9. Psychedelic Microdosing. Microdosing of things like psilocybin or LSD to stimulate creativity; the dosage is sub-perceptual so you aren’t having any visual distortions as you would with a “regular” dose trip.
10. Breathwork: Breathwork is getting more into the mainstream. If before, breathwork used to be seen as part of the yoga world with pranayama breathing; now it is more about Buteyko, holotropic, or stress reduction breathwork as discussed by Dr. Andrew Hubermann.
3. For you personally, if you had to only choose one form and method of biohacking for the most benefits. What would it be and why?
Sleep. Sleep is the absolute most critical thing and one that I hack with my clients. If you are not sleeping well, and consistently getting enough energy and rest, then all the other hacks are moot. If you aren’t sleeping well, it’s like putting premium oil and gas into a car with a broken engine.
4. In an unregulated industry, you must see a lot of crazy stuff out there. Some with merit and some without. What is the craziest thing you’ve seen so far and what claims do they make?
Many of these brain-training devices (neurofeedback) require much more regulation and review before we use them. There is some GREAT science out there, but it must be done in a proper clinical setting and many of these products don’t have enough power to do the things they promise.
5. As a woman, do you see certain approaches being more effective based on gender? If yes, what is the biggest factor that determines the differences: hormones?
EVERYTHING is different between the genders. Women metabolize supplements and drugs differently. We also have a 28-day-ish cycle that impacts our hormones, that impact our hunger, our emotions, our breathing patterns, and our mindset. A woman changes throughout the course of a month as well as if she is pregnant, if she has been pregnant, or if is later in her life. Whereas a man is able to do things consistently throughout the month and not have to think about these changes.
6. At what point does biohacking become accepted by the scientific and medical community? What hurdles have you personally encountered?
Biohacking follows a bit of a different mindset than “regular science”. Regular science is reductionist and based on a multitude of people trying the same thing to see if the experiment is repeatable and then applicable to the masses based on a normal bell curve. Biohacking is not about a sample set of 10,000, but rather a sample set of 1, you. Therefore, biohacking follows a different rhythm of research because it’s about many people having their own n=1 experience; and then comparing these experiences to see if there are similarities.
People in the biohacking space are often thought of as “fringe” and seen as individuals without medical knowledge or training. That is sometimes difficult for people to accept because we have become ingrained in the idea that doctors always have the answers. I find that the beauty of biohacking is that we are each our own experimenters and health explorers. Biohacking allows us to do our own research on ourselves and see correlations for our own bodies in a holistic, rather than reductionist way.

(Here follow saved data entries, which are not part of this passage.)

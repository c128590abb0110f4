//! Integration tests for the differential EC multiplication test.

mod integration_tests {
    use std::time::Duration;

    use mimir_core::{
        mimir_model::RawResult,
        mimir_precompile::{
            Case, EcMulConfig, EcMulConfigBuilder, EcMulReport, Error as PrecompileError,
        },
        mimir_vm::{Error as VmError, Inputs, LoopbackVm, Program},
        Error, Harness,
    };

    fn config(trials: usize, seed: u64) -> EcMulConfig {
        EcMulConfigBuilder::new()
            .trials(trials)
            .seed(Some(seed))
            .timeout(Duration::from_secs(30))
            .build()
            .expect("valid config")
    }

    #[test]
    fn test_ec_mul_edge_cases() {
        mimir_tracing::init_test_tracing();
        let harness = Harness::new(LoopbackVm::new(), Duration::from_secs(30));

        let report = harness.ec_mul(config(0, 7)).expect("edge cases agree");
        let covers = |case: Case| report.records.iter().any(|record| record.trial.case == case);

        assert_eq!(report.planned, report.executed());
        assert!(covers(Case::ZeroScalar));
        assert!(covers(Case::GroupOrder));
        assert!(covers(Case::PointAtInfinity));
        assert!(covers(Case::ZeroScalarRandomPoint));
    }

    #[test]
    fn test_ec_mul_is_reproducible() {
        let harness = Harness::new(LoopbackVm::new(), Duration::from_secs(30));
        let inputs = |report: &EcMulReport| {
            report
                .records
                .iter()
                .map(|record| (record.trial.scalar, record.trial.point))
                .collect::<Vec<_>>()
        };

        let first = harness.ec_mul(config(2, 99)).expect("trials agree");
        let second = harness.ec_mul(config(2, 99)).expect("trials agree");
        assert_eq!(inputs(&first), inputs(&second));
    }

    #[test]
    fn test_ec_mul_timeout_fails_the_run() {
        let stalled = |_: Program, _: &Inputs| -> Result<RawResult, VmError> {
            std::thread::sleep(Duration::from_secs(2));
            Ok(RawResult::Null)
        };
        let harness = Harness::new(stalled, Duration::from_secs(30));
        let config = EcMulConfig { timeout: Duration::from_millis(20), ..config(0, 1) };

        let err = harness.ec_mul(config).expect_err("every trial times out");
        let Error::Precompile(PrecompileError::TrialFailed { seed, trial, source, .. }) = err else {
            panic!("expected a failed trial, got {err}");
        };
        assert_eq!((seed, trial), (1, 0));
        assert!(matches!(*source, PrecompileError::Vm(VmError::ExecutionTimeout { .. })));
    }

    #[test]
    fn test_ec_mul_report_keeps_every_failure() {
        let stalled = |_: Program, _: &Inputs| -> Result<RawResult, VmError> {
            std::thread::sleep(Duration::from_secs(2));
            Ok(RawResult::Null)
        };
        let harness = Harness::new(stalled, Duration::from_secs(30));
        let config = EcMulConfig { timeout: Duration::from_millis(20), ..config(1, 64) };

        let report = harness.ec_mul_report(config);
        assert_eq!(report.failures().count(), report.planned);
        assert!(report
            .failures()
            .all(|record| record.outcome.as_ref().err().and_then(|e| e.seed()) == Some(64)));
    }

    #[test]
    #[ignore = "slow: 20 randomized trials, each paying full invocation overhead"]
    fn test_ec_mul_randomized() {
        let harness = Harness::new(LoopbackVm::new(), Duration::from_secs(60));

        let report = harness.ec_mul(EcMulConfig::default()).expect("all trials agree");
        assert_eq!(report.executed(), report.planned);
        assert_eq!(report.passed(), report.planned);
    }
}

Biohacking can become part of the scientific discussion when enough people have had good experiences and then talk about it. One example of this is with cold thermogenesis (e.g., ice baths, cold showers). So many people have started to experiment with this; including people like Wim Hof, that now this is being studied in clinical settings.
Biohacking is a form of citizen science that allows people to see patterns and correlations and then makes for the scientific process to be even faster since we already have hypotheses and data from wearables to back it up.

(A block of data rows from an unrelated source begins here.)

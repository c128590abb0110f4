//! Configuration management for mimir
//!
//! This crate provides functionality for managing the mimir configuration, including loading,
//! saving, updating, and deleting configuration settings, and overriding them from the
//! environment.

/// Error types for the configuration module
pub mod error;

use std::{
    path::{Path, PathBuf},
    time::Duration,
};

use crate::error::Error;
use clap::Parser;
use mimir_common::utils::{
    env::{get_env, get_env_parsed},
    io::file::{delete_file, read_file, write_file},
};
use serde::{Deserialize, Serialize};
#[allow(deprecated)]
use std::env::home_dir;
use tracing::{debug, error, info};

/// Overrides the location of the configuration file.
pub const CONFIG_PATH_ENV: &str = "MIMIR_CONFIG";

/// Command line arguments for the configuration command
#[derive(Debug, Clone, Parser)]
#[clap(
    about = "Display and edit the current configuration",
    override_usage = "mimir config [OPTIONS]"
)]
pub struct ConfigArgs {
    /// The target key to update.
    #[clap(required = false, default_value = "")]
    key: String,

    /// The value to set the key to.
    #[clap(required = false, default_value = "")]
    value: String,
}

/// The [`Configuration`] struct represents the configuration of the CLI. Every harness command
/// reads its defaults from here; command line flags take precedence.
#[derive(Deserialize, Serialize, Debug, Clone, PartialEq, Eq)]
#[serde(default)]
pub struct Configuration {
    /// The command that runs a program on the VM under test. Empty means the in-process
    /// loopback VM.
    pub vm_command: String,

    /// Arguments passed to `vm_command` before the program identifier
    pub vm_args: Vec<String>,

    /// Time limit per VM invocation, in milliseconds
    pub timeout_ms: u64,

    /// Number of randomized EC multiplication trials
    pub ec_mul_trials: usize,

    /// Base seed for the randomized EC multiplication trials. Random if unset.
    #[serde(skip_serializing_if = "Option::is_none")]
    pub ec_mul_seed: Option<u64>,

    /// Number of worker threads for EC multiplication trials
    pub ec_mul_threads: usize,

    /// The curve under test
    pub curve: String,
}

impl Default for Configuration {
    fn default() -> Self {
        Configuration {
            vm_command: "".to_string(),
            vm_args: Vec::new(),
            timeout_ms: 60_000,
            ec_mul_trials: 20,
            ec_mul_seed: None,
            ec_mul_threads: 1,
            curve: "alt_bn128".to_string(),
        }
    }
}

fn parse<T: std::str::FromStr>(key: &str, value: &str) -> Result<T, Error>
where
    T::Err: std::fmt::Display,
{
    value
        .trim()
        .parse::<T>()
        .map_err(|e| Error::InvalidValue { key: key.to_string(), reason: format!("'{value}' ({e})") })
}

#[allow(deprecated)]
impl Configuration {
    /// Returns the path of the configuration file: `$MIMIR_CONFIG` if set, otherwise
    /// `~/.mimir/config.toml`.
    pub fn path() -> Result<PathBuf, Error> {
        if let Some(path) = get_env(CONFIG_PATH_ENV) {
            return Ok(PathBuf::from(path));
        }

        let mut home = home_dir().ok_or(Error::NoHomeDirectory)?;
        home.push(".mimir");
        home.push("config.toml");
        Ok(home)
    }

    /// Returns the current configuration, with environment overrides applied. A missing
    /// configuration file is created with the defaults.
    pub fn load() -> Result<Self, Error> {
        let path = Self::path()?;

        // if the config file doesn't exist, create it
        if !path.exists() {
            Configuration::default().save_to(&path)?;
        }

        let mut config = Self::load_from(&path)?;
        config.apply_env()?;
        Ok(config)
    }

    /// Reads the configuration file at `path`, without environment overrides.
    pub fn load_from(path: impl AsRef<Path>) -> Result<Self, Error> {
        let path = path.as_ref();
        let contents = read_file(path).map_err(|e| Error::file("read", path, e))?;

        toml::from_str(&contents)
            .map_err(|e| Error::Syntax { path: path.to_path_buf(), reason: e.to_string() })
    }

    /// Overrides settings from `MIMIR_VM_COMMAND`, `MIMIR_TIMEOUT_MS`, `MIMIR_EC_MUL_TRIALS`,
    /// `MIMIR_EC_MUL_SEED` and `MIMIR_EC_MUL_THREADS`, when set.
    pub fn apply_env(&mut self) -> Result<(), Error> {
        if let Some(command) = get_env("MIMIR_VM_COMMAND") {
            debug!("overriding vm_command from environment");
            self.vm_command = command;
        }
        if let Some(timeout_ms) = get_env_parsed("MIMIR_TIMEOUT_MS").map_err(Error::Environment)? {
            debug!("overriding timeout_ms from environment");
            self.timeout_ms = timeout_ms;
        }
        if let Some(trials) = get_env_parsed("MIMIR_EC_MUL_TRIALS").map_err(Error::Environment)? {
            debug!("overriding ec_mul_trials from environment");
            self.ec_mul_trials = trials;
        }
        if let Some(seed) = get_env_parsed("MIMIR_EC_MUL_SEED").map_err(Error::Environment)? {
            debug!("overriding ec_mul_seed from environment");
            self.ec_mul_seed = Some(seed);
        }
        if let Some(threads) =
            get_env_parsed("MIMIR_EC_MUL_THREADS").map_err(Error::Environment)?
        {
            debug!("overriding ec_mul_threads from environment");
            self.ec_mul_threads = threads;
        }
        Ok(())
    }

    /// Saves the configuration to the configuration file.
    pub fn save(&self) -> Result<(), Error> {
        self.save_to(Self::path()?)
    }

    /// Saves the configuration to `path`.
    pub fn save_to(&self, path: impl AsRef<Path>) -> Result<(), Error> {
        let path = path.as_ref();
        let serialized = toml::to_string(&self).map_err(|e| Error::file("serialize", path, e))?;

        write_file(path, &serialized).map_err(|e| Error::file("write", path, e))
    }

    /// Deletes the configuration file.
    pub fn delete() -> Result<(), Error> {
        let path = Self::path()?;
        delete_file(&path).map_err(|e| Error::file("delete", &path, e))
    }

    /// Sets `key` to `value` and saves the configuration file.
    pub fn update(&mut self, key: &str, value: &str) -> Result<(), Error> {
        match key {
            "vm_command" => {
                self.vm_command = value.to_string();
            }
            "vm_args" => {
                self.vm_args = value.split_whitespace().map(String::from).collect();
            }
            "timeout_ms" => {
                self.timeout_ms = parse(key, value)?;
            }
            "ec_mul_trials" => {
                self.ec_mul_trials = parse(key, value)?;
            }
            "ec_mul_seed" => {
                self.ec_mul_seed =
                    if value.trim().is_empty() { None } else { Some(parse(key, value)?) };
            }
            "ec_mul_threads" => {
                self.ec_mul_threads = parse(key, value)?;
            }
            "curve" => {
                self.curve = value.to_string();
            }
            _ => return Err(Error::UnknownKey(key.to_string())),
        }

        // write the updated config to disk
        self.save()?;

        Ok(())
    }

    /// The time limit per VM invocation.
    pub fn timeout(&self) -> Duration {
        Duration::from_millis(self.timeout_ms)
    }
}

/// The `config` command is used to display and edit the current configuration.
pub fn config(args: ConfigArgs) -> Result<(), Error> {
    if !args.key.is_empty() {
        if !args.value.is_empty() {
            // read the config file and update the key/value pair
            let mut config = Configuration::load()?;
            config.update(&args.key, &args.value)?;
            info!("updated configuration! Set \'{}\' = \'{}\' .", &args.key, &args.value);
        } else {
            // key is set, but no value is set
            error!("found key but no value to set. Please specify a value to set, use `mimir config --help` for more information.");
        }
    } else {
        // no key is set, print the config file
        println!("{:#?}", Configuration::load()?);
        info!("use `mimir config <KEY> <VALUE>` to set a key/value pair.");
    }

    Ok(())
}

7. Which country is leading the charge in innovation and accepting these biohacking practices and incorporating them to mainstream deployment into their healthcare systems?
Finland, Russia, Israel, and Germany are doing great things with biohacking and deploying these things more mainstream. They have cultures that are data-oriented and technologies that have been around for a long time. The US and the UK lead the charge in marketing these products and technologies as they understand how to make these things more consumer-friendly.